A University of Utah study of Africa’s Kalahari Bushmen suggests that stories told over firelight helped human culture and thought evolve by reinforcing social traditions, promoting harmony and equality, and sparking the imagination to envision a broad sense of community, both with distant people and the spirit world.

Researchers previously studied how cooking affected diets and anatomy, but “little is known about how important the extended day was for igniting the embers of culture and society,” anthropology professor Polly Wiessner writes in a study published online today in the journal Proceedings of the National Academy of Sciences.

“There is something about fire in the middle of the darkness that bonds, mellows and also excites people.

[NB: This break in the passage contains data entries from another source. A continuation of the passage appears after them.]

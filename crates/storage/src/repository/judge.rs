use sqlx::SqlitePool;

use crate::error::{Result, StorageError};
use crate::models::Judge;

/// Repository for Judge database operations
pub struct JudgeRepository<'a> {
    pool: &'a SqlitePool,
}

impl<'a> JudgeRepository<'a> {
    pub fn new(pool: &'a SqlitePool) -> Self {
        Self { pool }
    }

    pub async fn list(&self) -> Result<Vec<Judge>> {
        let judges = sqlx::query_as::<_, Judge>(
            r#"
            SELECT judge_id, name, created_at
            FROM judges
            ORDER BY name ASC
            "#,
        )
        .fetch_all(self.pool)
        .await?;

        Ok(judges)
    }

    pub async fn find_by_id(&self, id: i64) -> Result<Judge> {
        let judge = sqlx::query_as::<_, Judge>(
            r#"
            SELECT judge_id, name, created_at
            FROM judges
            WHERE judge_id = ?1
            "#,
        )
        .bind(id)
        .fetch_optional(self.pool)
        .await?
        .ok_or(StorageError::NotFound)?;

        Ok(judge)
    }

    pub async fn create(&self, name: &str) -> Result<Judge> {
        let judge = sqlx::query_as::<_, Judge>(
            r#"
            INSERT INTO judges (name)
            VALUES (?1)
            RETURNING judge_id, name, created_at
            "#,
        )
        .bind(name)
        .fetch_one(self.pool)
        .await
        .map_err(|e| {
            let error = StorageError::from(e);
            if error.is_unique_violation() {
                StorageError::ConstraintViolation("A judge with this name already exists".into())
            } else {
                error
            }
        })?;

        Ok(judge)
    }

    /// Delete a judge. Rejected while the ledger references them.
    pub async fn delete(&self, id: i64) -> Result<()> {
        let result = sqlx::query("DELETE FROM judges WHERE judge_id = ?1")
            .bind(id)
            .execute(self.pool)
            .await
            .map_err(|e| {
                let error = StorageError::from(e);
                if error.is_foreign_key_violation() {
                    StorageError::ConstraintViolation(
                        "Judge has recorded attempts and cannot be deleted".into(),
                    )
                } else {
                    error
                }
            })?;

        if result.rows_affected() == 0 {
            return Err(StorageError::NotFound);
        }

        Ok(())
    }
}
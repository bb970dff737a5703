use axum::{
    Router, middleware,
    routing::{delete, get, post},
};
use storage::Database;

use super::handlers::{create_judge, delete_judge, list_judges};
use crate::middleware::auth::{ApiKeys, require_auth};

/// The whole judge directory is admin-only.
pub fn routes(api_keys: ApiKeys) -> Router<Database> {
    Router::new()
        .route("/", get(list_judges))
        .route("/", post(create_judge))
        .route("/:id", delete(delete_judge))
        .route_layer(middleware::from_fn_with_state(api_keys, require_auth))
}
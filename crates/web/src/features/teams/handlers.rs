use axum::{
    Json,
    extract::{Path, State},
    http::StatusCode,
    response::{IntoResponse, Response},
};
use storage::{
    Database,
    dto::team::{CreateTeamRequest, TeamResponse, UpdateTeamRequest},
};
use validator::Validate;

use crate::error::WebError;

use super::services;

#[utoipa::path(
    get,
    path = "/api/teams",
    responses(
        (status = 200, description = "List all teams", body = Vec<TeamResponse>)
    ),
    tag = "teams"
)]
pub async fn list_teams(
    State(db): State<Database>,
) -> Result<Json<Vec<TeamResponse>>, WebError> {
    let teams = services::list_teams(db.pool()).await?;

    let response: Vec<TeamResponse> = teams.into_iter().map(TeamResponse::from).collect();

    Ok(Json(response))
}

#[utoipa::path(
    get,
    path = "/api/teams/{id}",
    params(
        ("id" = i64, Path, description = "Team ID")
    ),
    responses(
        (status = 200, description = "Team found", body = TeamResponse),
        (status = 404, description = "Team not found")
    ),
    tag = "teams"
)]
pub async fn get_team(
    State(db): State<Database>,
    Path(id): Path<i64>,
) -> Result<Response, WebError> {
    let team = services::get_team(db.pool(), id).await?;

    Ok(Json(TeamResponse::from(team)).into_response())
}

#[utoipa::path(
    post,
    path = "/api/teams",
    request_body = CreateTeamRequest,
    security(
        ("bearer_auth" = [])
    ),
    responses(
        (status = 201, description = "Team created", body = TeamResponse),
        (status = 400, description = "Validation error"),
        (status = 401, description = "Unauthorized"),
        (status = 409, description = "Team name already exists")
    ),
    tag = "teams"
)]
pub async fn create_team(
    State(db): State<Database>,
    Json(req): Json<CreateTeamRequest>,
) -> Result<Response, WebError> {
    req.validate()?;

    let team = services::create_team(db.pool(), &req).await?;

    Ok((StatusCode::CREATED, Json(TeamResponse::from(team))).into_response())
}

#[utoipa::path(
    put,
    path = "/api/teams/{id}",
    params(
        ("id" = i64, Path, description = "Team ID")
    ),
    request_body = UpdateTeamRequest,
    security(
        ("bearer_auth" = [])
    ),
    responses(
        (status = 200, description = "Team renamed", body = TeamResponse),
        (status = 400, description = "Validation error"),
        (status = 401, description = "Unauthorized"),
        (status = 404, description = "Team not found"),
        (status = 409, description = "Team name already exists")
    ),
    tag = "teams"
)]
pub async fn update_team(
    State(db): State<Database>,
    Path(id): Path<i64>,
    Json(req): Json<UpdateTeamRequest>,
) -> Result<Response, WebError> {
    req.validate()?;

    let team = services::update_team(db.pool(), id, &req).await?;

    Ok(Json(TeamResponse::from(team)).into_response())
}

#[utoipa::path(
    delete,
    path = "/api/teams/{id}",
    params(
        ("id" = i64, Path, description = "Team ID")
    ),
    security(
        ("bearer_auth" = [])
    ),
    responses(
        (status = 204, description = "Team deleted"),
        (status = 401, description = "Unauthorized"),
        (status = 404, description = "Team not found"),
        (status = 409, description = "Team has recorded attempts")
    ),
    tag = "teams"
)]
pub async fn delete_team(
    State(db): State<Database>,
    Path(id): Path<i64>,
) -> Result<Response, WebError> {
    services::delete_team(db.pool(), id).await?;

    Ok(StatusCode::NO_CONTENT.into_response())
}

It’s intimate,” says Wiessner, who has studied the Bushmen for 40 years. “Nighttime around a fire is universally time for bonding, for telling social information, for entertaining, for a lot of shared emotions.”

Wiessner’s study, which she calls “exploratory,” analyzed scores of daytime and firelight conversations among !Kung Bushmen – also known as Ju/’hoansi Bushmen – some 4,000 of which now live in the Kalahari Desert of northeast Namibia and northwest Botswana. (The exclamation, slash and apostrophe symbols represent click sounds in their language.) They are among several groups of Kalahari Bushmen.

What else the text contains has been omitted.